### Required work
From the first line to the last, reproduce the records exactly.

### Excerpted records
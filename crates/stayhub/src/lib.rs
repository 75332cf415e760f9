//! Booking lifecycle, review gating, and listing rating aggregation for the StayHub marketplace.

pub mod config;
pub mod error;
pub mod marketplace;
pub mod telemetry;
use super::domain::{Booking, BookingStatus, CategoryRatings, RatingCategory, RatingSubmission, Review};
use super::error::MarketplaceError;

pub const MIN_SCORE: i64 = 1;
pub const MAX_SCORE: i64 = 5;

const RATINGS_OUT_OF_RANGE: &str = "all ratings must be between 1 and 5";

/// Checks every category is present and within `MIN_SCORE..=MAX_SCORE`.
pub(crate) fn validate_ratings(
    submission: &RatingSubmission,
) -> Result<CategoryRatings, MarketplaceError> {
    let score = |category: RatingCategory| -> Result<u8, MarketplaceError> {
        submission
            .get(category)
            .filter(|value| (MIN_SCORE..=MAX_SCORE).contains(value))
            .and_then(|value| u8::try_from(value).ok())
            .ok_or_else(|| MarketplaceError::InvalidInput(RATINGS_OUT_OF_RANGE.to_string()))
    };

    Ok(CategoryRatings {
        food: score(RatingCategory::Food)?,
        cleanliness: score(RatingCategory::Cleanliness)?,
        safety: score(RatingCategory::Safety)?,
        owner: score(RatingCategory::Owner)?,
        facilities: score(RatingCategory::Facilities)?,
        study: score(RatingCategory::Study)?,
    })
}

pub(crate) fn validate_text(text: &str, field: &str) -> Result<String, MarketplaceError> {
    let trimmed = text.trim();
    if trimmed.is_empty() {
        return Err(MarketplaceError::InvalidInput(format!("{field} is required")));
    }
    Ok(trimmed.to_string())
}

pub(crate) fn ensure_reviewable(booking: &Booking) -> Result<(), MarketplaceError> {
    if booking.status == BookingStatus::Completed {
        Ok(())
    } else {
        Err(MarketplaceError::InvalidState(format!(
            "booking {} is {}; only completed bookings can be reviewed",
            booking.id.0,
            booking.status.label()
        )))
    }
}

pub(crate) fn ensure_no_existing_review(
    booking: &Booking,
    existing: Option<&Review>,
) -> Result<(), MarketplaceError> {
    match existing {
        Some(review) => Err(MarketplaceError::Conflict(format!(
            "booking {} already has review {}",
            booking.id.0, review.id.0
        ))),
        None => Ok(()),
    }
}

pub(crate) fn ensure_reply_open(review: &Review) -> Result<(), MarketplaceError> {
    if review.owner_reply.is_some() {
        Err(MarketplaceError::Conflict(format!(
            "review {} already has an owner reply",
            review.id.0
        )))
    } else {
        Ok(())
    }
}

### Answer section
filename crates/stayhub/src/lib.rs
repository 75332cf415e760f9
//! Booking lifecycle, review gating, and listing rating aggregation for the StayHub marketplace.

pub mod config;
pub mod error;
pub mod marketplace;
pub mod telemetry;
use super::domain::{Booking, BookingStatus, CategoryRatings, RatingCategory, RatingSubmission, Review};
use super::error::MarketplaceError;

pub const MIN_SCORE: i64 = 1;
pub const MAX_SCORE: i64 = 5;

const RATINGS_OUT_OF_RANGE: &str = "all ratings must be between 1 and 5";

/// Checks every category is present and within `MIN_SCORE..=MAX_SCORE`.
pub(crate) fn validate_ratings(
    submission: &RatingSubmission,
) -> Result<CategoryRatings, MarketplaceError> {
    let score = |category: RatingCategory| -> Result<u8, MarketplaceError> {
        submission
            .get(category)
            .filter(|value| (MIN_SCORE..=MAX_SCORE).contains(value))
            .and_then(|value| u8::try_from(value).ok())
            .ok_or_else(|| MarketplaceError::InvalidInput(RATINGS_OUT_OF_RANGE.to_string()))
    };

    Ok(CategoryRatings {
        food: score(RatingCategory::Food)?,
        cleanliness: score(RatingCategory::Cleanliness)?,
        safety: score(RatingCategory::Safety)?,
        owner: score(RatingCategory::Owner)?,
        facilities: score(RatingCategory::Facilities)?,
        study: score(RatingCategory::Study)?,
    })
}

pub(crate) fn validate_text(text: &str, field: &str) -> Result<String, MarketplaceError> {
    let trimmed = text.trim();
    if trimmed.is_empty() {
        return Err(MarketplaceError::InvalidInput(format!("{field} is required")));
    }
    Ok(trimmed.to_string())
}

pub(crate) fn ensure_reviewable(booking: &Booking) -> Result<(), MarketplaceError> {
    if booking.status == BookingStatus::Completed {
        Ok(())
    } else {
        Err(MarketplaceError::InvalidState(format!(
            "booking {} is {}; only completed bookings can be reviewed",
            booking.id.0,
            booking.status.label()
        )))
    }
}

pub(crate) fn ensure_no_existing_review(
    booking: &Booking,
    existing: Option<&Review>,
) -> Result<(), MarketplaceError> {
    match existing {
        Some(review) => Err(MarketplaceError::Conflict(format!(
            "booking {} already has review {}",
            booking.id.0, review.id.0
        ))),
        None => Ok(()),
    }
}

pub(crate) fn ensure_reply_open(review: &Review) -> Result<(), MarketplaceError> {
    if review.owner_reply.is_some() {
        Err(MarketplaceError::Conflict(format!(
            "review {} already has an owner reply",
            review.id.0
        )))
    } else {
        Ok(())
    }
}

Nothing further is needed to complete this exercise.